Runaway breakdown occurs when a cosmic-ray particle hits air molecules in the atmosphere, knocking loose high-energy electrons. As these ejected electrons collide with other air molecules, they generate more runaway electrons as well as x-rays and gamma rays, resulting in an avalanche of energetic particles that tears through the cloud. According to the Gurevich model, this cascade is the catalyst that sparks a lightning bolt.

We know that runaway breakdown does work for the low-level electric fields inside thunderstorms. From observing big bursts of x-rays and gamma rays shooting out of thunderstorms, we also know that it sometimes happens right before lightning strikes. But skepticism still surrounds the cosmic-ray proposal. (Some theories, in fact, involve runaway breakdown spurred by other sources.) The main stumbling block arises because lightning must form a conductive channel to propagate.
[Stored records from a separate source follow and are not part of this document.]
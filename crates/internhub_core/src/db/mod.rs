//! SQLite bootstrap for the durable key-value slots.
//!
//! # Responsibility
//! - Open and configure SQLite connections used by the persistence adapter.
//! - Create the slot table before any collection is read or written.
//!
//! # Invariants
//! - The slot table version is tracked via `PRAGMA user_version`.
//! - Collection blobs stored inside slots carry no version of their own.

use std::error::Error;
use std::fmt::{Display, Formatter};

pub mod migrations;
mod open;

pub use open::{open_db, open_db_in_memory};

pub type DbResult<T> = Result<T, DbError>;

#[derive(Debug)]
pub enum DbError {
    Sqlite(rusqlite::Error),
    UnsupportedSchemaVersion {
        db_version: u32,
        latest_supported: u32,
    },
}

impl Display for DbError {
    fn fmt(&self, f: &mut Formatter<'_>) -> std::fmt::Result {
        match self {
            Self::Sqlite(err) => write!(f, "{err}"),
            Self::UnsupportedSchemaVersion {
                db_version,
                latest_supported,
            } => write!(
                f,
                "slot schema version {db_version} is newer than supported {latest_supported}"
            ),
        }
    }
}

impl Error for DbError {
    fn source(&self) -> Option<&(dyn Error + 'static)> {
        match self {
            Self::Sqlite(err) => Some(err),
            Self::UnsupportedSchemaVersion { .. } => None,
        }
    }
}

impl From<rusqlite::Error> for DbError {
    fn from(value: rusqlite::Error) -> Self {
        Self::Sqlite(value)
    }
}
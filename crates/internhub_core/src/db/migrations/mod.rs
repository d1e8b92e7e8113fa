//! Slot table migration registry and executor.
//!
//! # Invariants
//! - `version` values must remain monotonic.
//! - Applied migration version is mirrored to `PRAGMA user_version`.

use crate::db::{DbError, DbResult};
use rusqlite::Connection;

#[derive(Debug, Clone, Copy)]
struct Migration {
    version: u32,
    sql: &'static str,
}

const MIGRATIONS: &[Migration] = &[Migration {
    version: 1,
    sql: include_str!("0001_kv_slots.sql"),
}];

/// Returns the latest migration version known by this binary.
pub fn latest_version() -> u32 {
    MIGRATIONS.last().map_or(0, |migration| migration.version)
}

/// Applies all pending migrations inside one transaction.
///
/// # Errors
/// - `DbError::UnsupportedSchemaVersion` when the file was written by a newer
///   build.
pub fn apply_migrations(conn: &mut Connection) -> DbResult<()> {
    let current = current_user_version(conn)?;
    let latest = latest_version();

    if current > latest {
        return Err(DbError::UnsupportedSchemaVersion {
            db_version: current,
            latest_supported: latest,
        });
    }
    if current == latest {
        return Ok(());
    }

    let tx = conn.transaction()?;
    for migration in MIGRATIONS.iter().filter(|m| m.version > current) {
        tx.execute_batch(migration.sql)?;
        tx.execute_batch(&format!("PRAGMA user_version = {};", migration.version))?;
    }
    tx.commit()?;

    Ok(())
}

fn current_user_version(conn: &Connection) -> DbResult<u32> {
    let version = conn.query_row("PRAGMA user_version;", [], |row| row.get::<_, u32>(0))?;
    Ok(version)
}
//! Persistence layer: durable key-value slots and the collection adapter.
//!
//! # Responsibility
//! - Define the raw slot contract and its SQLite implementation.
//! - Load/save whole entity collections as serialized blobs.
//!
//! # Invariants
//! - Raw slot APIs return typed errors; only the adapter swallows them.
//! - Collections are saved independently; there is no cross-key transaction.

pub mod collections;
pub mod kv_repo;
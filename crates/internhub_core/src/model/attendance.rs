//! Daily attendance records.
//!
//! # Invariants
//! - At most one record exists per `(intern_id, date)`; the store upserts.
//! - `check_in`/`check_out` are kept only for `Present` days.
//! - Clock fields use `HH:MM` 24-hour text, matching the legacy layout.

use super::{new_record_id, RecordId, ValidationError};
use chrono::NaiveDate;
use once_cell::sync::Lazy;
use regex::Regex;
use serde::{Deserialize, Serialize};

static CLOCK_TIME_RE: Lazy<Regex> =
    Lazy::new(|| Regex::new(r"^([01]\d|2[0-3]):[0-5]\d$").expect("valid clock time regex"));

#[derive(Debug, Clone, Copy, PartialEq, Eq, Serialize, Deserialize)]
pub enum AttendanceStatus {
    Present,
    Absent,
    #[serde(rename = "Half Day")]
    HalfDay,
    Leave,
}

impl AttendanceStatus {
    pub fn label(self) -> &'static str {
        match self {
            Self::Present => "Present",
            Self::Absent => "Absent",
            Self::HalfDay => "Half Day",
            Self::Leave => "Leave",
        }
    }
}

#[derive(Debug, Clone, PartialEq, Eq, Serialize, Deserialize)]
#[serde(rename_all = "camelCase")]
pub struct AttendanceRecord {
    pub id: RecordId,
    pub intern_id: RecordId,
    pub date: NaiveDate,
    pub status: AttendanceStatus,
    #[serde(default, skip_serializing_if = "Option::is_none")]
    pub check_in: Option<String>,
    #[serde(default, skip_serializing_if = "Option::is_none")]
    pub check_out: Option<String>,
    #[serde(default, skip_serializing_if = "Option::is_none")]
    pub notes: Option<String>,
}

/// Attendance mark for one intern on one day.
#[derive(Debug, Clone, PartialEq, Eq)]
pub struct NewAttendance {
    pub intern_id: RecordId,
    pub date: NaiveDate,
    pub status: AttendanceStatus,
    pub check_in: Option<String>,
    pub check_out: Option<String>,
    pub notes: Option<String>,
}

/// Partial update by record id.
///
/// Optional record fields use a nested `Option`: `Some(None)` clears.
#[derive(Debug, Clone, Default, PartialEq, Eq)]
pub struct AttendancePatch {
    pub intern_id: Option<RecordId>,
    pub date: Option<NaiveDate>,
    pub status: Option<AttendanceStatus>,
    pub check_in: Option<Option<String>>,
    pub check_out: Option<Option<String>>,
    pub notes: Option<Option<String>>,
}

impl NewAttendance {
    /// Checks clock fields before they reach the store.
    ///
    /// Only `Present` marks keep their clock fields, so other statuses pass.
    pub fn validate(&self) -> Result<(), ValidationError> {
        if self.status != AttendanceStatus::Present {
            return Ok(());
        }
        validate_clock_pair(self.check_in.as_deref(), self.check_out.as_deref())
    }
}

impl AttendanceRecord {
    pub fn create(fields: NewAttendance) -> Self {
        let mut record = Self {
            id: new_record_id(),
            intern_id: fields.intern_id.clone(),
            date: fields.date,
            status: fields.status,
            check_in: None,
            check_out: None,
            notes: None,
        };
        record.restamp(fields);
        record
    }

    /// Overwrites the day's mark with `fields`, keeping id, intern and date.
    ///
    /// Clock fields are dropped unless the new status is `Present`.
    pub fn restamp(&mut self, fields: NewAttendance) {
        let present = fields.status == AttendanceStatus::Present;
        self.status = fields.status;
        self.check_in = fields.check_in.filter(|_| present);
        self.check_out = fields.check_out.filter(|_| present);
        self.notes = fields.notes;
    }

    pub fn validate(&self) -> Result<(), ValidationError> {
        validate_clock_pair(self.check_in.as_deref(), self.check_out.as_deref())
    }

    pub fn apply(&mut self, patch: AttendancePatch) {
        if let Some(intern_id) = patch.intern_id {
            self.intern_id = intern_id;
        }
        if let Some(date) = patch.date {
            self.date = date;
        }
        if let Some(status) = patch.status {
            self.status = status;
        }
        if let Some(check_in) = patch.check_in {
            self.check_in = check_in;
        }
        if let Some(check_out) = patch.check_out {
            self.check_out = check_out;
        }
        if let Some(notes) = patch.notes {
            self.notes = notes;
        }
    }
}

fn validate_clock_pair(
    check_in: Option<&str>,
    check_out: Option<&str>,
) -> Result<(), ValidationError> {
    for (field, value) in [("check_in", check_in), ("check_out", check_out)] {
        if let Some(value) = value {
            if !CLOCK_TIME_RE.is_match(value) {
                return Err(ValidationError::InvalidClockTime {
                    field,
                    value: value.to_string(),
                });
            }
        }
    }

    // Zero-padded HH:MM compares correctly as text.
    if let (Some(check_in), Some(check_out)) = (check_in, check_out) {
        if check_out < check_in {
            return Err(ValidationError::CheckOutBeforeCheckIn {
                check_in: check_in.to_string(),
                check_out: check_out.to_string(),
            });
        }
    }

    Ok(())
}
//! First-run sample data, one record per collection.
//!
//! All seed records reference intern `"1"` (Sarah Parker).

use crate::model::attendance::{AttendanceRecord, AttendanceStatus};
use crate::model::intern::{Intern, InternStatus};
use crate::model::review::PerformanceReview;
use crate::model::task::{Task, TaskPriority, TaskStatus};
use chrono::NaiveDate;

pub const SEED_INTERN_ID: &str = "1";
pub const SEED_INTERN_NAME: &str = "Sarah Parker";

fn date(year: i32, month: u32, day: u32) -> NaiveDate {
    NaiveDate::from_ymd_opt(year, month, day).unwrap_or_default()
}

pub fn seed_interns() -> Vec<Intern> {
    vec![Intern {
        id: SEED_INTERN_ID.to_string(),
        name: SEED_INTERN_NAME.to_string(),
        email: "sarah.parker@example.com".to_string(),
        phone: "123-456-7890".to_string(),
        skills: vec!["React".to_string(), "TypeScript".to_string(), "CSS".to_string()],
        role: "Frontend Developer".to_string(),
        join_date: date(2024, 1, 15),
        status: InternStatus::Active,
    }]
}

pub fn seed_tasks() -> Vec<Task> {
    vec![Task {
        id: "1".to_string(),
        title: "Complete React Tutorial".to_string(),
        assigned_to: SEED_INTERN_NAME.to_string(),
        deadline: date(2024, 3, 20),
        status: TaskStatus::InProgress,
        priority: TaskPriority::High,
    }]
}

pub fn seed_performances() -> Vec<PerformanceReview> {
    vec![PerformanceReview {
        id: "1".to_string(),
        intern_id: SEED_INTERN_ID.to_string(),
        rating: 4.5,
        tasks_completed: 15,
        last_review: date(2024, 3, 1),
        feedback: "Excellent progress in React development. Shows great initiative.".to_string(),
    }]
}

pub fn seed_attendance() -> Vec<AttendanceRecord> {
    vec![AttendanceRecord {
        id: "1".to_string(),
        intern_id: SEED_INTERN_ID.to_string(),
        date: date(2024, 3, 18),
        status: AttendanceStatus::Present,
        check_in: Some("09:00".to_string()),
        check_out: Some("17:00".to_string()),
        notes: None,
    }]
}
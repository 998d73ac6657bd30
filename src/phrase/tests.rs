use super::*;

#[test]
fn test_aggregate_mean() {
    assert_eq!(aggregate(&[150_001, 150_002]), 150_001);
    assert_eq!(aggregate(&[13, 6, 6]), 8);
    assert_eq!(aggregate(&[42]), 42);
}

#[test]
fn test_aggregate_empty() {
    assert_eq!(aggregate(&[]), 0);
}

#[test]
fn test_normalize() {
    assert_eq!(normalize("  The Cat SAT!  "), "the cat sat!");
    assert_eq!(normalize("\tok\n"), "ok");
}

#[test]
fn test_extract_words() {
    assert_eq!(
        extract_words("the cat sat on the mat!"),
        vec!["the", "cat", "sat", "on", "the", "mat"]
    );
    assert_eq!(
        extract_words("hello, world! 42 times"),
        vec!["hello", "world", "times"]
    );
    assert_eq!(extract_words("don't"), vec!["don", "t"]);
}

#[test]
fn test_extract_words_none() {
    assert!(extract_words("").is_empty());
    assert!(extract_words("123 -- !!").is_empty());
}

#[test]
fn test_extract_words_skips_non_ascii_letters() {
    assert_eq!(extract_words("café au lait"), vec!["caf", "au", "lait"]);
}
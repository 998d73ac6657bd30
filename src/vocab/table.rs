use super::{DEFAULT_COUNTER_FLOOR, MAX_ALLOWED_ID, TokenId, VocabError};
use indexmap::IndexMap;

/// Mutable fragment table with a monotonically increasing id counter
///
/// Entries keep insertion order so that a persisted table round-trips
/// byte-for-byte. Ids above `max_allowed_id` stay in the table but are
/// treated as absent when scoring and reusing fragments.
#[derive(Debug, Clone)]
pub struct Vocabulary {
    /// Fragment text -> id
    entries: IndexMap<String, TokenId>,
    /// Highest id ever minted (or seeded from the loaded table)
    max_token_id: TokenId,
    /// Reuse threshold
    max_allowed_id: TokenId,
}

impl Vocabulary {
    /// Create an empty vocabulary with the default floor and cap
    pub fn new() -> Self {
        Self::from_entries(IndexMap::new(), DEFAULT_COUNTER_FLOOR, MAX_ALLOWED_ID)
    }

    /// Seed a vocabulary from previously persisted entries
    ///
    /// The counter starts at the largest existing id. `counter_floor` is only
    /// used when `entries` is empty, so a table holding only small ids keeps
    /// minting right above them.
    pub fn from_entries(
        entries: IndexMap<String, TokenId>,
        counter_floor: TokenId,
        max_allowed_id: TokenId,
    ) -> Self {
        let max_token_id = entries.values().copied().max().unwrap_or(counter_floor);

        Self {
            entries,
            max_token_id,
            max_allowed_id,
        }
    }

    /// Raw lookup, ignoring the reuse cap
    pub fn lookup(&self, fragment: &str) -> Option<TokenId> {
        self.entries.get(fragment).copied()
    }

    /// Id of `fragment` if it exists and is within the reuse cap
    pub fn cheap_id(&self, fragment: &str) -> Option<TokenId> {
        self.lookup(fragment).filter(|&id| id <= self.max_allowed_id)
    }

    pub fn is_known_and_cheap(&self, fragment: &str) -> bool {
        self.cheap_id(fragment).is_some()
    }

    /// Assign the next counter value to `fragment` and return it
    ///
    /// An existing entry (necessarily above the cap, otherwise it would have
    /// been reused) is overwritten in place. Fails without touching the table
    /// once the counter has reached `TokenId::MAX`.
    pub fn mint(&mut self, fragment: &str) -> Result<TokenId, VocabError> {
        let id = self
            .max_token_id
            .checked_add(1)
            .ok_or_else(|| VocabError::CounterExhausted {
                fragment: fragment.to_string(),
                counter: self.max_token_id,
            })?;
        self.max_token_id = id;

        match self.entries.get_mut(fragment) {
            Some(slot) => *slot = id,
            None => {
                self.entries.insert(fragment.to_string(), id);
            }
        }

        tracing::debug!(fragment, id, "minted fragment id");
        Ok(id)
    }

    /// Current value of the running counter
    pub fn max_token_id(&self) -> TokenId {
        self.max_token_id
    }

    pub fn max_allowed_id(&self) -> TokenId {
        self.max_allowed_id
    }

    pub fn len(&self) -> usize {
        self.entries.len()
    }

    pub fn is_empty(&self) -> bool {
        self.entries.is_empty()
    }

    pub fn entries(&self) -> &IndexMap<String, TokenId> {
        &self.entries
    }

    pub fn into_entries(self) -> IndexMap<String, TokenId> {
        self.entries
    }
}

impl Default for Vocabulary {
    fn default() -> Self {
        Self::new()
    }
}
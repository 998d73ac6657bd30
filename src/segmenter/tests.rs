use super::*;
use crate::vocab::{TokenId, Vocabulary};
use proptest::prelude::*;

fn vocab_of(pairs: &[(&str, TokenId)]) -> Vocabulary {
    Vocabulary::from_entries(
        pairs.iter().map(|(k, v)| (k.to_string(), *v)).collect(),
        150_000,
        9999,
    )
}

#[test]
fn test_unknown_word_prefers_long_chunks() {
    let vocab = Vocabulary::new();

    // "cat" alone costs 10/3, every shorter combination costs more
    assert_eq!(segment("cat", &vocab), vec!["cat"]);
    assert_eq!(segment("abcd", &vocab), vec!["ab", "cd"]);
    assert_eq!(segment("hello", &vocab), vec!["hel", "lo"]);
    assert_eq!(segment("abcdefg", &vocab), vec!["abc", "de", "fg"]);
    assert_eq!(segment("tokenizer", &vocab), vec!["tok", "eni", "zer"]);
}

#[test]
fn test_known_fragments_are_preferred() {
    let vocab = vocab_of(&[("c", 1), ("a", 2), ("t", 3), ("ca", 10)]);
    assert_eq!(segment("cat", &vocab), vec!["ca", "t"]);

    let vocab = vocab_of(&[("he", 100), ("ll", 200), ("o", 5)]);
    assert_eq!(segment("hello", &vocab), vec!["he", "ll", "o"]);
}

#[test]
fn test_expensive_fragments_score_as_unknown() {
    // "ab" exists but above the cap, so two cheap letters win
    let vocab = vocab_of(&[("a", 5), ("b", 7), ("ab", 20_000)]);
    assert_eq!(segment("ab", &vocab), vec!["a", "b"]);
}

#[test]
fn test_equal_cost_keeps_first_candidate() {
    // "abb"+"a" and "a"+"bba" both cost 10/3 + 1; the length-1 tail is seen first
    let vocab = vocab_of(&[("a", 1)]);
    assert_eq!(segment("abba", &vocab), vec!["abb", "a"]);

    let vocab = vocab_of(&[("b", 1)]);
    assert_eq!(segment("baab", &vocab), vec!["baa", "b"]);
}

#[test]
fn test_non_alphabetic_runs_pass_through() {
    let vocab = Vocabulary::new();
    assert_eq!(segment("ab-cd", &vocab), vec!["ab", "-", "cd"]);
    assert_eq!(segment("42", &vocab), vec!["42"]);
    assert_eq!(segment("don't", &vocab), vec!["don", "'", "t"]);
}

#[test]
fn test_empty_word() {
    let vocab = Vocabulary::new();
    assert!(segment("", &vocab).is_empty());
}

#[test]
fn test_segment_does_not_mutate_vocab() {
    let vocab = vocab_of(&[("a", 1)]);
    let before = vocab.entries().clone();
    let _ = segment("abracadabra", &vocab);
    assert_eq!(vocab.entries(), &before);
}

proptest! {
    #[test]
    fn prop_lowercase_words_reconstruct(word in "[a-z]{1,40}") {
        let vocab = vocab_of(&[("a", 1), ("th", 2), ("ing", 3), ("e", 4)]);
        let fragments = segment(&word, &vocab);

        prop_assert_eq!(fragments.concat(), word.clone());
        for fragment in &fragments {
            prop_assert!((1..=MAX_CHUNK_LEN).contains(&fragment.len()));
        }
    }

    #[test]
    fn prop_any_text_reconstructs(word in "\\PC{0,30}") {
        let vocab = Vocabulary::new();
        let fragments = segment(&word, &vocab);
        prop_assert_eq!(fragments.concat(), word.clone());
    }
}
This channel, extremely hot and just a few centimeters in width, acts like a metal wire, allowing tremendous electric currents to flow through. It remains unclear how a large, diffuse discharge produced by cosmic-ray-induced runaway breakdown would result in such a narrow, hot channel.

How do three tiny bones amplify sound into the inner ear?—P. Madsen, Brooklyn, N.Y.

Douglas E. Vetter, assistant professor of neuroscience at the Tufts University Sackler School of Graduate Biomedical Sciences, replies:

The hammer, anvil and stirrup bones of the middle ear—also known as the malleus, incus and stapes, respectively, and as ossicles, collectively—are arranged in a lever system. Their leveraging capabilities, combined with the concentration of vibration energies from the larger eardrum to the much smaller stirrup, efficiently transmit the forces that allow us to hear.

The middle-ear ossicles lie between the eardrum and the cochlea (the spiral-shaped conduit whose hair cells transmit sound to the inner ear). The inner ear is filled with fluid, so our hearing system must transmit airborne sound vibrations to that fluid. Without these ossicles, only about 0.1 percent of sound energy would make it into the inner ear—the rest would reflect off the surface much like voices on land do when a listener is underwater.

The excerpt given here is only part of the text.